彼の名はカイル・リース。過去に送り込まれジョンの父親となるはずの人物である。しかしカイルはスカイネットに襲われ、拉致されてしまう。抵抗軍に助けられた謎の男マーカスは、スカイネット侵入の手引きをするが……。


~感想~
あちこちで言われている通り、もうターミネーターでもなんでもない物語になってしまった。
3をほぼ無かったことにして作り直したのだが、3どころか2も1も顧みないような内容で、まず主人公からして、あの若くしてドラッグでもやってそうなうらぶれたジョン・コナーはどこに行ったと言いたくなるような、スーパーマン役までやったたくましいクリスチャン・ベール兄貴に配役が変更されているのががっかりの1つ目。
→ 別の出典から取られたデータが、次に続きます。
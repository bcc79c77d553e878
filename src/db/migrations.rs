//! Database migrations module
//!
//! Code-based migrations embedded as SQL strings, one body per driver, so the
//! binary carries its own schema.
//!
//! ```ignore
//! use gamestudy::db::{create_pool, migrations};
//!
//! let pool = create_pool(&config).await?;
//! migrations::run_migrations(&pool).await?;
//! ```
//!
//! Applied versions are recorded in the `_migrations` table.

use std::collections::BTreeSet;

use anyhow::{Context, Result};
use chrono::Utc;
use sqlx::{MySqlPool, SqlitePool};

use super::{Backend, DynDatabasePool};
use crate::config::DatabaseDriver;

/// A database migration with SQL for both SQLite and MySQL
#[derive(Debug, Clone)]
pub struct Migration {
    /// Migration version number (must be unique and sequential)
    pub version: i32,
    /// Human-readable migration name
    pub name: &'static str,
    /// SQL statements for SQLite
    pub up_sqlite: &'static str,
    /// SQL statements for MySQL
    pub up_mysql: &'static str,
}

/// All migrations, in application order.
pub const MIGRATIONS: &[Migration] = &[
    Migration {
        version: 1,
        name: "create_users",
        up_sqlite: r#"
            CREATE TABLE IF NOT EXISTS users (
                id INTEGER PRIMARY KEY AUTOINCREMENT,
                auth_uid VARCHAR(64) UNIQUE,
                username VARCHAR(100) NOT NULL UNIQUE,
                email VARCHAR(255) NOT NULL,
                display_name VARCHAR(100),
                avatar_url TEXT,
                bio TEXT,
                created_at TIMESTAMP NOT NULL DEFAULT CURRENT_TIMESTAMP,
                updated_at TIMESTAMP NOT NULL DEFAULT CURRENT_TIMESTAMP
            );
            CREATE INDEX IF NOT EXISTS idx_users_email ON users(email);
        "#,
        up_mysql: r#"
            CREATE TABLE IF NOT EXISTS users (
                id BIGINT PRIMARY KEY AUTO_INCREMENT,
                auth_uid VARCHAR(64) UNIQUE,
                username VARCHAR(100) NOT NULL UNIQUE,
                email VARCHAR(255) NOT NULL,
                display_name VARCHAR(100),
                avatar_url TEXT,
                bio TEXT,
                created_at TIMESTAMP NOT NULL DEFAULT CURRENT_TIMESTAMP,
                updated_at TIMESTAMP NOT NULL DEFAULT CURRENT_TIMESTAMP
            ) DEFAULT CHARSET = utf8mb4;
            CREATE INDEX idx_users_email ON users(email);
        "#,
    },
    // Tag names are unique regardless of case.
    Migration {
        version: 2,
        name: "create_tags",
        up_sqlite: r#"
            CREATE TABLE IF NOT EXISTS tags (
                id INTEGER PRIMARY KEY AUTOINCREMENT,
                name VARCHAR(100) NOT NULL,
                color VARCHAR(7) NOT NULL DEFAULT '#5271ff',
                created_at TIMESTAMP NOT NULL DEFAULT CURRENT_TIMESTAMP
            );
            CREATE UNIQUE INDEX IF NOT EXISTS idx_tags_name_nocase ON tags(name COLLATE NOCASE);
        "#,
        up_mysql: r#"
            CREATE TABLE IF NOT EXISTS tags (
                id BIGINT PRIMARY KEY AUTO_INCREMENT,
                name VARCHAR(100) CHARACTER SET utf8mb4 COLLATE utf8mb4_unicode_ci NOT NULL,
                color VARCHAR(7) NOT NULL DEFAULT '#5271ff',
                created_at TIMESTAMP NOT NULL DEFAULT CURRENT_TIMESTAMP,
                UNIQUE KEY idx_tags_name (name)
            ) DEFAULT CHARSET = utf8mb4;
        "#,
    },
    Migration {
        version: 3,
        name: "create_articles",
        up_sqlite: r#"
            CREATE TABLE IF NOT EXISTS articles (
                id INTEGER PRIMARY KEY AUTOINCREMENT,
                slug VARCHAR(255) NOT NULL UNIQUE,
                title VARCHAR(255) NOT NULL,
                content TEXT NOT NULL,
                excerpt TEXT,
                thumbnail_url TEXT,
                status VARCHAR(20) NOT NULL DEFAULT 'published'
                    CHECK (status IN ('draft', 'published')),
                likes_count INTEGER NOT NULL DEFAULT 0,
                views_count INTEGER NOT NULL DEFAULT 0,
                author_id INTEGER NOT NULL,
                created_at TIMESTAMP NOT NULL DEFAULT CURRENT_TIMESTAMP,
                updated_at TIMESTAMP NOT NULL DEFAULT CURRENT_TIMESTAMP,
                FOREIGN KEY (author_id) REFERENCES users(id)
            );
            CREATE INDEX IF NOT EXISTS idx_articles_author_id ON articles(author_id);
            CREATE INDEX IF NOT EXISTS idx_articles_status_updated ON articles(status, updated_at);
        "#,
        up_mysql: r#"
            CREATE TABLE IF NOT EXISTS articles (
                id BIGINT PRIMARY KEY AUTO_INCREMENT,
                slug VARCHAR(255) NOT NULL UNIQUE,
                title VARCHAR(255) NOT NULL,
                content MEDIUMTEXT NOT NULL,
                excerpt TEXT,
                thumbnail_url TEXT,
                status VARCHAR(20) NOT NULL DEFAULT 'published',
                likes_count BIGINT NOT NULL DEFAULT 0,
                views_count BIGINT NOT NULL DEFAULT 0,
                author_id BIGINT NOT NULL,
                created_at TIMESTAMP NOT NULL DEFAULT CURRENT_TIMESTAMP,
                updated_at TIMESTAMP NOT NULL DEFAULT CURRENT_TIMESTAMP,
                FOREIGN KEY (author_id) REFERENCES users(id),
                CHECK (status IN ('draft', 'published'))
            ) DEFAULT CHARSET = utf8mb4;
            CREATE INDEX idx_articles_author_id ON articles(author_id);
            CREATE INDEX idx_articles_status_updated ON articles(status, updated_at);
        "#,
    },
    // The surrogate id records the order tags were attached in.
    Migration {
        version: 4,
        name: "create_article_tags",
        up_sqlite: r#"
            CREATE TABLE IF NOT EXISTS article_tags (
                id INTEGER PRIMARY KEY AUTOINCREMENT,
                article_id INTEGER NOT NULL,
                tag_id INTEGER NOT NULL,
                UNIQUE (article_id, tag_id),
                FOREIGN KEY (article_id) REFERENCES articles(id) ON DELETE CASCADE,
                FOREIGN KEY (tag_id) REFERENCES tags(id) ON DELETE CASCADE
            );
            CREATE INDEX IF NOT EXISTS idx_article_tags_tag_id ON article_tags(tag_id);
        "#,
        up_mysql: r#"
            CREATE TABLE IF NOT EXISTS article_tags (
                id BIGINT PRIMARY KEY AUTO_INCREMENT,
                article_id BIGINT NOT NULL,
                tag_id BIGINT NOT NULL,
                UNIQUE KEY uq_article_tags (article_id, tag_id),
                FOREIGN KEY (article_id) REFERENCES articles(id) ON DELETE CASCADE,
                FOREIGN KEY (tag_id) REFERENCES tags(id) ON DELETE CASCADE
            );
            CREATE INDEX idx_article_tags_tag_id ON article_tags(tag_id);
        "#,
    },
    Migration {
        version: 5,
        name: "create_likes",
        up_sqlite: r#"
            CREATE TABLE IF NOT EXISTS likes (
                id INTEGER PRIMARY KEY AUTOINCREMENT,
                user_id INTEGER NOT NULL,
                article_id INTEGER NOT NULL,
                created_at TIMESTAMP NOT NULL DEFAULT CURRENT_TIMESTAMP,
                UNIQUE (user_id, article_id),
                FOREIGN KEY (user_id) REFERENCES users(id) ON DELETE CASCADE,
                FOREIGN KEY (article_id) REFERENCES articles(id) ON DELETE CASCADE
            );
            CREATE INDEX IF NOT EXISTS idx_likes_article_id ON likes(article_id);
        "#,
        up_mysql: r#"
            CREATE TABLE IF NOT EXISTS likes (
                id BIGINT PRIMARY KEY AUTO_INCREMENT,
                user_id BIGINT NOT NULL,
                article_id BIGINT NOT NULL,
                created_at TIMESTAMP NOT NULL DEFAULT CURRENT_TIMESTAMP,
                UNIQUE KEY uq_likes (user_id, article_id),
                FOREIGN KEY (user_id) REFERENCES users(id) ON DELETE CASCADE,
                FOREIGN KEY (article_id) REFERENCES articles(id) ON DELETE CASCADE
            );
            CREATE INDEX idx_likes_article_id ON likes(article_id);
        "#,
    },
    Migration {
        version: 6,
        name: "create_bookmarks",
        up_sqlite: r#"
            CREATE TABLE IF NOT EXISTS bookmarks (
                id INTEGER PRIMARY KEY AUTOINCREMENT,
                user_id INTEGER NOT NULL,
                article_id INTEGER NOT NULL,
                created_at TIMESTAMP NOT NULL DEFAULT CURRENT_TIMESTAMP,
                UNIQUE (user_id, article_id),
                FOREIGN KEY (user_id) REFERENCES users(id) ON DELETE CASCADE,
                FOREIGN KEY (article_id) REFERENCES articles(id) ON DELETE CASCADE
            );
            CREATE INDEX IF NOT EXISTS idx_bookmarks_article_id ON bookmarks(article_id);
        "#,
        up_mysql: r#"
            CREATE TABLE IF NOT EXISTS bookmarks (
                id BIGINT PRIMARY KEY AUTO_INCREMENT,
                user_id BIGINT NOT NULL,
                article_id BIGINT NOT NULL,
                created_at TIMESTAMP NOT NULL DEFAULT CURRENT_TIMESTAMP,
                UNIQUE KEY uq_bookmarks (user_id, article_id),
                FOREIGN KEY (user_id) REFERENCES users(id) ON DELETE CASCADE,
                FOREIGN KEY (article_id) REFERENCES articles(id) ON DELETE CASCADE
            );
            CREATE INDEX idx_bookmarks_article_id ON bookmarks(article_id);
        "#,
    },
];

impl Migration {
    fn statements(&self, driver: DatabaseDriver) -> Vec<&'static str> {
        let body = match driver {
            DatabaseDriver::Sqlite => self.up_sqlite,
            DatabaseDriver::Mysql => self.up_mysql,
        };
        split_sql_statements(body)
    }
}

/// Whether one migration has been applied
#[derive(Debug, Clone, PartialEq, Eq)]
pub struct MigrationStatus {
    pub version: i32,
    pub name: &'static str,
    pub applied: bool,
}

/// Apply every migration not yet recorded in `_migrations`.
///
/// Returns how many were applied.
pub async fn run_migrations(pool: &DynDatabasePool) -> Result<usize> {
    let pending: Vec<&Migration> = {
        let applied = applied_versions(pool).await?;
        MIGRATIONS
            .iter()
            .filter(|m| !applied.contains(&m.version))
            .collect()
    };

    if pending.is_empty() {
        tracing::debug!("Schema is up to date");
        return Ok(0);
    }

    for migration in &pending {
        tracing::info!("Applying migration {:03}_{}", migration.version, migration.name);
        let result = match pool.backend() {
            Backend::Sqlite(p) => apply_sqlite(p, migration).await,
            Backend::Mysql(p) => apply_mysql(p, migration).await,
        };
        result.with_context(|| {
            format!("Migration {:03}_{} failed", migration.version, migration.name)
        })?;
    }

    tracing::info!("Applied {} migration(s)", pending.len());
    Ok(pending.len())
}

/// Every known migration with its applied flag, in order
pub async fn status(pool: &DynDatabasePool) -> Result<Vec<MigrationStatus>> {
    let applied = applied_versions(pool).await?;
    Ok(MIGRATIONS
        .iter()
        .map(|m| MigrationStatus {
            version: m.version,
            name: m.name,
            applied: applied.contains(&m.version),
        })
        .collect())
}

/// Number of migrations not yet applied
pub async fn pending_count(pool: &DynDatabasePool) -> Result<usize> {
    Ok(status(pool).await?.iter().filter(|s| !s.applied).count())
}

/// Versions recorded in `_migrations`, creating the table on first use
async fn applied_versions(pool: &DynDatabasePool) -> Result<BTreeSet<i32>> {
    let versions: BTreeSet<i32> = match pool.backend() {
        Backend::Sqlite(p) => {
            sqlx::query(SQLITE_LEDGER).execute(p).await?;
            sqlx::query_scalar::<_, i64>("SELECT version FROM _migrations")
                .fetch_all(p)
                .await?
                .into_iter()
                .filter_map(|v| i32::try_from(v).ok())
                .collect()
        }
        Backend::Mysql(p) => {
            sqlx::query(MYSQL_LEDGER).execute(p).await?;
            sqlx::query_scalar::<_, i32>("SELECT version FROM _migrations")
                .fetch_all(p)
                .await?
                .into_iter()
                .collect()
        }
    };
    Ok(versions)
}

const SQLITE_LEDGER: &str = r#"
    CREATE TABLE IF NOT EXISTS _migrations (
        version INTEGER PRIMARY KEY,
        name VARCHAR(255) NOT NULL,
        applied_at TIMESTAMP NOT NULL DEFAULT CURRENT_TIMESTAMP
    )
"#;

const MYSQL_LEDGER: &str = r#"
    CREATE TABLE IF NOT EXISTS _migrations (
        version INT PRIMARY KEY,
        name VARCHAR(255) NOT NULL,
        applied_at TIMESTAMP NOT NULL DEFAULT CURRENT_TIMESTAMP
    )
"#;

// SQLite runs DDL transactionally, so a failed migration leaves no trace.
async fn apply_sqlite(pool: &SqlitePool, migration: &Migration) -> Result<()> {
    let mut tx = pool.begin().await?;
    for statement in migration.statements(DatabaseDriver::Sqlite) {
        sqlx::query(statement)
            .execute(&mut *tx)
            .await
            .with_context(|| format!("Statement failed: {}", preview(statement)))?;
    }
    sqlx::query("INSERT INTO _migrations (version, name, applied_at) VALUES (?, ?, ?)")
        .bind(migration.version)
        .bind(migration.name)
        .bind(Utc::now())
        .execute(&mut *tx)
        .await?;
    tx.commit().await?;
    Ok(())
}

// MySQL commits DDL implicitly, so statements run one by one on the pool.
async fn apply_mysql(pool: &MySqlPool, migration: &Migration) -> Result<()> {
    for statement in migration.statements(DatabaseDriver::Mysql) {
        sqlx::query(statement)
            .execute(pool)
            .await
            .with_context(|| format!("Statement failed: {}", preview(statement)))?;
    }
    sqlx::query("INSERT INTO _migrations (version, name, applied_at) VALUES (?, ?, ?)")
        .bind(migration.version)
        .bind(migration.name)
        .bind(Utc::now())
        .execute(pool)
        .await?;
    Ok(())
}

/// First line of a statement, capped for error messages
fn preview(sql: &str) -> String {
    let first = sql.lines().map(str::trim).find(|l| !l.is_empty()).unwrap_or("");
    let mut out: String = first.chars().take(80).collect();
    if first.chars().count() > 80 || sql.trim().lines().count() > 1 {
        out.push_str(" ...");
    }
    out
}

/// Split a migration body on `;`, dropping blank and comment-only pieces
fn split_sql_statements(sql: &str) -> Vec<&str> {
    sql.split(';')
        .map(str::trim)
        .filter(|stmt| {
            stmt.lines()
                .map(str::trim)
                .any(|line| !line.is_empty() && !line.starts_with("--"))
        })
        .collect()
}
さらに物語を動かすのもジョンではなく、新キャラの謎めいた兄貴と戦闘機乗りの女であり、だったらジョンと嫁でいいじゃないかという疑問が始終つきまとってしまうのもがっかり。(ちなみに嫁はほとんどストーリーに絡まない)
ターミネーター要素を極限まで削ぎ落としておきながら、ラスボスは旧型だったはずの知事であるのも逆にがっかりで、ロボットと人間の世紀末戦争に知事がゲスト参戦といった雰囲気がただよってしまう。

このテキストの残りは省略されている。